Nevertheless, former Israeli Prime Minister Yitzchak Shamir’s statement thirty years ago – that “Poles imbibe Jew hatred with their mother’s milk” – might sound harsh, which is not to say unearned. Recent statements emanating from Polish authorities, about Jews’ propensity for lying (among other anti-Jewish canards), the denial of the Holocaust as a unique attempt to exterminate the Jewish people, the reference to “Jewish perpetrators” of the Holocaust and the caustic rejection of Jewish and Israeli objections to the proposed law, can be seen as Polish attempts to unwittingly prove Shamir (whose entire family was murdered in the Holocaust) correct.

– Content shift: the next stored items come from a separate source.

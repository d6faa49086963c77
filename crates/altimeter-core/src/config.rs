//! Runtime configuration
//!
//! The sea-level reference pressure is intentionally not part of the
//! configuration; see [`crate::altitude::SEA_LEVEL_PRESSURE_HPA`].

use core::str::FromStr;

use serde::{Deserialize, Serialize};
use thiserror_no_std::Error;

use crate::sensors::SamplingRate;

#[derive(Serialize, Deserialize, Debug, Default, Clone, Copy, PartialEq)]
pub struct Config {
    pub sensor: SensorConfig,
    pub display: DisplayConfig,
}

#[derive(Serialize, Deserialize, Debug, Default, Clone, Copy, PartialEq)]
pub struct SensorConfig {
    /// Delivery rate hint for the pressure listener
    pub sampling_rate: SamplingRate,
}

#[derive(Serialize, Deserialize, Debug, Clone, Copy, PartialEq)]
pub struct DisplayConfig {
    /// Pixel scale factor for hosts that magnify the screen
    pub scale: u32,
}

impl Default for DisplayConfig {
    fn default() -> Self {
        Self { scale: 2 }
    }
}

#[derive(Error, Debug, Clone, Copy, PartialEq, Eq)]
pub enum ConfigError {
    #[error("unknown sampling rate (expected normal, ui, game or fastest)")]
    UnknownSamplingRate,
    #[error("display scale must be between 1 and {max}")]
    ScaleOutOfRange { max: u32 },
}

/// Largest accepted display scale
pub const MAX_DISPLAY_SCALE: u32 = 8;

impl FromStr for SamplingRate {
    type Err = ConfigError;

    fn from_str(s: &str) -> Result<Self, Self::Err> {
        let s = s.trim();
        [Self::Normal, Self::Ui, Self::Game, Self::Fastest]
            .into_iter()
            .find(|rate| rate.label().eq_ignore_ascii_case(s))
            .ok_or(ConfigError::UnknownSamplingRate)
    }
}

impl DisplayConfig {
    /// Validate and set the display scale.
    pub fn set_scale(&mut self, scale: u32) -> Result<(), ConfigError> {
        if !(1..=MAX_DISPLAY_SCALE).contains(&scale) {
            return Err(ConfigError::ScaleOutOfRange {
                max: MAX_DISPLAY_SCALE,
            });
        }
        self.scale = scale;
        Ok(())
    }
}

#[cfg(test)]
mod tests {
    use super::*;

    #[test]
    fn test_defaults() {
        let config = Config::default();
        assert_eq!(config.sensor.sampling_rate, SamplingRate::Ui);
        assert_eq!(config.display.scale, 2);
    }

    #[test]
    fn test_parse_sampling_rate() {
        assert_eq!("ui".parse::<SamplingRate>(), Ok(SamplingRate::Ui));
        assert_eq!(" GAME ".parse::<SamplingRate>(), Ok(SamplingRate::Game));
        assert_eq!("Fastest".parse::<SamplingRate>(), Ok(SamplingRate::Fastest));
        assert_eq!("normal".parse::<SamplingRate>(), Ok(SamplingRate::Normal));
        assert_eq!(
            "turbo".parse::<SamplingRate>(),
            Err(ConfigError::UnknownSamplingRate)
        );
    }

    #[test]
    fn test_scale_bounds() {
        let mut display = DisplayConfig::default();
        assert!(display.set_scale(4).is_ok());
        assert_eq!(display.scale, 4);
        assert_eq!(
            display.set_scale(0),
            Err(ConfigError::ScaleOutOfRange { max: 8 })
        );
        assert_eq!(display.scale, 4);
    }
}
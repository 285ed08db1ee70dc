use crate::core::units;
use crate::domain::manifest::{ManifestGroup, ManifestResources};
use crate::domain::model::{ComputeProfile, SdlDocument};
use crate::utils::error::{Result, SdlError};
use crate::utils::validation::is_positive;

/// Lower a validated document into manifest groups, one per
/// (service, placement) pair in the deployment mapping, in document order.
///
/// Callers are expected to run `validate` first. The reference checks here
/// are a safety net, not the primary validation path: any unresolvable entry
/// aborts the whole compilation, no partial manifest is returned.
pub fn compile(doc: &SdlDocument) -> Result<Vec<ManifestGroup>> {
    let mut groups = Vec::new();

    for (service_name, placements) in &doc.deployment {
        for (placement_name, entry) in placements {
            let service = doc.services.get(service_name);
            let placement = doc.profiles.placement.get(placement_name);
            let profile_name = entry.profile.as_deref().unwrap_or_default();
            let compute = doc.profiles.compute.get(profile_name);

            let (placement, compute) = match (service, placement, compute) {
                (Some(_), Some(placement), Some(compute)) => (placement, compute),
                _ => {
                    return Err(SdlError::validation(format!(
                        "Missing service or compute profile for {}",
                        service_name
                    )))
                }
            };

            let price = placement.pricing.get(service_name).cloned().ok_or_else(|| {
                SdlError::validation(format!(
                    "Missing pricing for service {} in placement {}",
                    service_name, placement_name
                ))
            })?;

            if !is_positive(entry.count) {
                return Err(SdlError::validation(format!(
                    "Invalid replica count for {}",
                    service_name
                )));
            }

            groups.push(ManifestGroup {
                name: service_name.clone(),
                resources: resolve_resources(profile_name, compute)?,
                count: entry.count.unwrap_or_default(),
                price,
            });
        }
    }

    tracing::debug!("Compiled {} manifest group(s)", groups.len());
    Ok(groups)
}

/// Resolve a compute profile's size literals into numeric quantities. The
/// unit converter signals "unparseable" with 0, which must never leak into a
/// manifest as a legitimate quantity.
fn resolve_resources(profile_name: &str, compute: &ComputeProfile) -> Result<ManifestResources> {
    let invalid = || {
        SdlError::validation(format!(
            "Invalid resource size for compute profile {}",
            profile_name
        ))
    };

    let resources = compute.resources.as_ref().ok_or_else(invalid)?;

    let cpu_units = resources
        .cpu
        .as_ref()
        .and_then(|cpu| cpu.units.as_deref())
        .map(units::parse_cpu_units)
        .unwrap_or_default();
    if cpu_units == 0 {
        return Err(invalid());
    }

    let memory_bytes = resources
        .memory
        .as_ref()
        .and_then(|memory| memory.size.as_deref())
        .map(units::parse_memory_size)
        .unwrap_or_default();
    if memory_bytes == 0 {
        return Err(invalid());
    }

    let mut storage_bytes = Vec::with_capacity(resources.storage.len());
    for storage in &resources.storage {
        let bytes = storage
            .size
            .as_deref()
            .map(units::parse_memory_size)
            .unwrap_or_default();
        if bytes == 0 {
            return Err(invalid());
        }
        storage_bytes.push(bytes);
    }

    Ok(ManifestResources {
        cpu_units,
        memory_bytes,
        storage_bytes,
    })
}
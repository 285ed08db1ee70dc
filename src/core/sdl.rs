use std::path::Path;

use crate::core::{compiler, parser, validator};
use crate::domain::manifest::ManifestGroup;
use crate::domain::model::{SdlDocument, ValidationReport};
use crate::utils::error::Result;

/// Entry point tying the pipeline together: parse once, then validate and
/// compile the held document as often as needed. The document is never
/// mutated after parse.
#[derive(Debug)]
pub struct Sdl {
    document: SdlDocument,
}

impl Sdl {
    /// Parse raw SDL text.
    pub fn from_str(input: &str) -> Result<Self> {
        Ok(Self {
            document: parser::parse_str(input)?,
        })
    }

    /// Build from an already-structured value.
    pub fn from_value(value: serde_json::Value) -> Result<Self> {
        Ok(Self {
            document: parser::parse_value(value)?,
        })
    }

    /// Read an SDL file and parse it.
    pub fn from_file<P: AsRef<Path>>(path: P) -> Result<Self> {
        let content = std::fs::read_to_string(&path)?;
        Self::from_str(&content)
    }

    pub fn document(&self) -> &SdlDocument {
        &self.document
    }

    /// Collect every structural and cross-reference problem. Never fails.
    pub fn validate(&self) -> ValidationReport {
        validator::validate(&self.document)
    }

    /// Compile the deployment mapping into manifest groups. Call after
    /// `validate` reports the document valid; an unresolvable deployment
    /// entry aborts the whole compilation.
    pub fn manifest(&self) -> Result<Vec<ManifestGroup>> {
        compiler::compile(&self.document)
    }
}
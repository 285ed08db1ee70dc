// Domain layer: the SDL document tree and the compiled manifest types.

pub mod manifest;
pub mod model;
use crate::domain::model::SdlDocument;
use crate::utils::error::{Result, SdlError};

/// Parse a raw SDL document. Input is YAML; JSON text parses too since YAML
/// is a superset. Duplicate mapping keys are rejected.
pub fn parse_str(input: &str) -> Result<SdlDocument> {
    tracing::debug!("Parsing SDL document ({} bytes)", input.len());
    let value: serde_yaml::Value =
        serde_yaml::from_str(input).map_err(|e| SdlError::parse(e.to_string()))?;
    serde_yaml::from_value(value).map_err(|e| SdlError::parse(e.to_string()))
}

/// Parse an already-structured value into an SDL document.
pub fn parse_value(value: serde_json::Value) -> Result<SdlDocument> {
    serde_json::from_value::<SdlDocument>(value)
        .map_err(SdlError::from)
        .map_err(into_parse_error)
}

/// Adapt a lower-level failure into the parser's error kind. A failure that
/// is already validation-kind passes through unchanged, so callers can tell
/// malformed text apart from a well-formed but invalid document.
pub fn into_parse_error(err: SdlError) -> SdlError {
    match err {
        SdlError::ValidationError { .. } => err,
        other => SdlError::parse(other.to_string()),
    }
}

#[cfg(test)]
mod tests {
    use super::*;

    #[test]
    fn test_parse_minimal_document() {
        let doc = parse_str("version: \"2.0\"").unwrap();
        assert_eq!(doc.version.as_deref(), Some("2.0"));
        assert!(doc.services.is_empty());
        assert!(doc.deployment.is_empty());
    }

    #[test]
    fn test_parse_services_preserve_order() {
        let doc = parse_str(
            r#"
version: "2.0"
services:
  web:
    image: nginx:1.27
  worker:
    image: busybox
"#,
        )
        .unwrap();

        let names: Vec<&str> = doc.services.keys().map(String::as_str).collect();
        assert_eq!(names, ["web", "worker"]);
        assert_eq!(
            doc.services["web"].image.as_deref(),
            Some("nginx:1.27")
        );
    }

    #[test]
    fn test_parse_malformed_text_is_parse_error() {
        let err = parse_str("version: [unclosed").unwrap_err();
        assert!(matches!(err, SdlError::ParseError { .. }));
    }

    #[test]
    fn test_parse_value_structured_input() {
        let value = serde_json::json!({
            "version": "2.0",
            "services": { "web": { "image": "nginx" } }
        });

        let doc = parse_value(value).unwrap();
        assert!(doc.services.contains_key("web"));
    }

    #[test]
    fn test_parse_value_wrong_shape_is_parse_error() {
        let err = parse_value(serde_json::json!({ "services": 42 })).unwrap_err();
        assert!(matches!(err, SdlError::ParseError { .. }));
    }

    #[test]
    fn test_into_parse_error_passes_validation_through() {
        let err = into_parse_error(SdlError::validation("bad reference"));
        assert!(matches!(err, SdlError::ValidationError { .. }));

        let err = into_parse_error(SdlError::IoError(std::io::Error::new(
            std::io::ErrorKind::NotFound,
            "missing",
        )));
        assert!(matches!(err, SdlError::ParseError { .. }));
    }
}
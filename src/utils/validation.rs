use crate::domain::model::ValidationReport;

pub trait Validate {
    fn validate(&self) -> ValidationReport;
}

/// True when an optional string field is absent, empty, or whitespace-only.
pub fn is_blank(value: &Option<String>) -> bool {
    value.as_deref().map_or(true, |s| s.trim().is_empty())
}

pub fn is_positive(value: Option<u32>) -> bool {
    value.map_or(false, |v| v > 0)
}

#[cfg(test)]
mod tests {
    use super::*;

    #[test]
    fn test_is_blank() {
        assert!(is_blank(&None));
        assert!(is_blank(&Some("".to_string())));
        assert!(is_blank(&Some("   ".to_string())));
        assert!(!is_blank(&Some("nginx".to_string())));
    }

    #[test]
    fn test_is_positive() {
        assert!(is_positive(Some(1)));
        assert!(!is_positive(Some(0)));
        assert!(!is_positive(None));
    }
}
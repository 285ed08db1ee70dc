pub mod compiler;
pub mod crossref;
pub mod parser;
pub mod sdl;
pub mod units;
pub mod validator;

pub use crate::domain::manifest::{ManifestGroup, ManifestResources};
pub use crate::domain::model::{SdlDocument, ValidationReport};
pub use crate::utils::error::Result;
use once_cell::sync::Lazy;
use regex::Regex;

// Size literal grammar: digits, a unit letter, optional `i` suffix.
static SIZE_RE: Lazy<Regex> = Lazy::new(|| Regex::new(r"(?i)^([0-9]+)([kmgt])i?$").unwrap());

// Cpu literal grammar: decimal cores ("0.5", "2") or integer millicores ("100m").
static CPU_RE: Lazy<Regex> = Lazy::new(|| Regex::new(r"^([0-9]+(?:\.[0-9]+)?)(m?)$").unwrap());

const KIB: u64 = 1 << 10;
const MIB: u64 = 1 << 20;
const GIB: u64 = 1 << 30;
const TIB: u64 = 1 << 40;

/// Convert a size literal such as `512Mi` or `2G` into an exact byte count.
///
/// Multipliers are binary (1024-based) whether or not the `i` suffix is
/// present; `1M` and `1Mi` are the same quantity. Anything outside the
/// grammar, including an overflowing product, yields `0` — callers must treat
/// `0` as "unparseable" and report their own error.
pub fn parse_memory_size(literal: &str) -> u64 {
    let caps = match SIZE_RE.captures(literal.trim()) {
        Some(caps) => caps,
        None => return 0,
    };

    let value = match caps[1].parse::<u64>() {
        Ok(value) => value,
        Err(_) => return 0,
    };

    let multiplier = match caps[2].to_ascii_uppercase().as_str() {
        "K" => KIB,
        "M" => MIB,
        "G" => GIB,
        "T" => TIB,
        // Unreachable while the grammar and this table list the same units.
        _ => return 0,
    };

    value.checked_mul(multiplier).unwrap_or(0)
}

/// Convert a cpu units literal into millicores: `"100m"` -> 100,
/// `"0.5"` -> 500, `"2"` -> 2000. Same convention as [`parse_memory_size`]:
/// `0` means the literal did not parse.
pub fn parse_cpu_units(literal: &str) -> u32 {
    let caps = match CPU_RE.captures(literal.trim()) {
        Some(caps) => caps,
        None => return 0,
    };

    if &caps[2] == "m" {
        // Millicore form takes whole numbers only.
        if caps[1].contains('.') {
            return 0;
        }
        return caps[1].parse::<u32>().unwrap_or(0);
    }

    let cores = match caps[1].parse::<f64>() {
        Ok(cores) => cores,
        Err(_) => return 0,
    };

    let millis = cores * 1000.0;
    if !millis.is_finite() || millis > f64::from(u32::MAX) {
        return 0;
    }
    millis.round() as u32
}
use indexmap::IndexMap;
use serde::{Deserialize, Serialize};

/// SDL versions this compiler understands.
pub const SUPPORTED_VERSIONS: &[&str] = &["2.0"];

/// Parsed SDL document. Fields the validator reports as missing are optional
/// or defaulted so a structurally incomplete document still deserializes and
/// every problem surfaces as a validation message instead of a parse failure.
#[derive(Debug, Clone, Serialize, Deserialize)]
pub struct SdlDocument {
    pub version: Option<String>,
    #[serde(default)]
    pub services: IndexMap<String, ServiceSpec>,
    #[serde(default)]
    pub profiles: ProfileSet,
    #[serde(default)]
    pub deployment: IndexMap<String, IndexMap<String, DeploymentEntry>>,
}

#[derive(Debug, Clone, Serialize, Deserialize)]
pub struct ServiceSpec {
    pub image: Option<String>,
    #[serde(default)]
    pub expose: Vec<ServiceExpose>,
}

#[derive(Debug, Clone, Serialize, Deserialize)]
pub struct ServiceExpose {
    pub port: Option<u16>,
    pub r#as: Option<u16>,
    #[serde(default)]
    pub to: Vec<ExposeTo>,
}

#[derive(Debug, Clone, Serialize, Deserialize)]
pub struct ExposeTo {
    pub service: Option<String>,
    #[serde(default)]
    pub global: bool,
}

#[derive(Debug, Clone, Default, Serialize, Deserialize)]
pub struct ProfileSet {
    #[serde(default)]
    pub compute: IndexMap<String, ComputeProfile>,
    #[serde(default)]
    pub placement: IndexMap<String, PlacementProfile>,
}

#[derive(Debug, Clone, Serialize, Deserialize)]
pub struct ComputeProfile {
    pub resources: Option<ComputeResources>,
}

#[derive(Debug, Clone, Serialize, Deserialize)]
pub struct ComputeResources {
    pub cpu: Option<CpuResource>,
    pub memory: Option<MemoryResource>,
    #[serde(default)]
    pub storage: Vec<StorageResource>,
}

#[derive(Debug, Clone, Serialize, Deserialize)]
pub struct CpuResource {
    pub units: Option<String>,
}

#[derive(Debug, Clone, Serialize, Deserialize)]
pub struct MemoryResource {
    pub size: Option<String>,
}

#[derive(Debug, Clone, Serialize, Deserialize)]
pub struct StorageResource {
    pub size: Option<String>,
}

#[derive(Debug, Clone, Serialize, Deserialize)]
pub struct PlacementProfile {
    #[serde(default)]
    pub attributes: IndexMap<String, String>,
    #[serde(rename = "signedBy")]
    pub signed_by: Option<SignedBy>,
    #[serde(default)]
    pub pricing: IndexMap<String, ServicePrice>,
}

#[derive(Debug, Clone, Default, Serialize, Deserialize)]
pub struct SignedBy {
    #[serde(rename = "allOf", default)]
    pub all_of: Vec<String>,
    #[serde(rename = "anyOf", default)]
    pub any_of: Vec<String>,
}

/// Price for one service under one placement, denominated in the chain's
/// smallest unit. The amount stays a string end to end.
#[derive(Debug, Clone, PartialEq, Eq, Serialize, Deserialize)]
pub struct ServicePrice {
    pub denom: String,
    pub amount: String,
}

#[derive(Debug, Clone, Serialize, Deserialize)]
pub struct DeploymentEntry {
    pub profile: Option<String>,
    pub count: Option<u32>,
}

/// Outcome of `validate`: every problem found, in document order.
/// `valid` is simply `errors.is_empty()` at the time the report was built.
#[derive(Debug, Clone, Serialize, Deserialize)]
pub struct ValidationReport {
    pub valid: bool,
    pub errors: Vec<String>,
    pub warnings: Vec<String>,
}

impl ValidationReport {
    pub fn new(errors: Vec<String>, warnings: Vec<String>) -> Self {
        Self {
            valid: errors.is_empty(),
            errors,
            warnings,
        }
    }
}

If we even crunch the “righteous Gentile” numbers, Poland does not fare that well. There were 140,000 Jews living in the Netherlands when the war broke out. Thus, there was one Dutch savior for every 25 Jews in the population. Poland had a pre-war population of 3,300,000 Jews, and thus there was one Polish savior for every 492 Jews in the population. The disparity is glaring. If non-Jewish Poles had saved Jews at the same rate as did non-Jewish Dutchmen there would have been more than 160,000 righteous Polish Gentiles. There weren’t. The Holocaust could not have unfolded as it did had Poles saved Jews at the same rate the Dutch did. And Polish Gentiles were not systematically exterminated, as were Jews, although, in truth, Hitler bore a special animus towards Poles also. The numbers reflect that the average Dutch civilian was more favorably disposed to his Jewish neighbors than was the average Pole.

Furthermore, Jewish views about Poland are shaped not only by the Holocaust but also by Jewish life in Poland for the millennium before the Holocaust and the years immediately following that saw violent pogroms perpetrated by Polish civilians (sometimes with the tacit approval of the authorities) against Jewish survivors. Some of these attacks were carried out by Poles who willfully, perhaps even gleefully, seized the property of their former Jewish neighbors when the Nazis forced the Jews into ghettos and then deported millions to their deaths. But we need not only look at the Holocaust and post-Holocaust era. Jews are a people with a long historical memory.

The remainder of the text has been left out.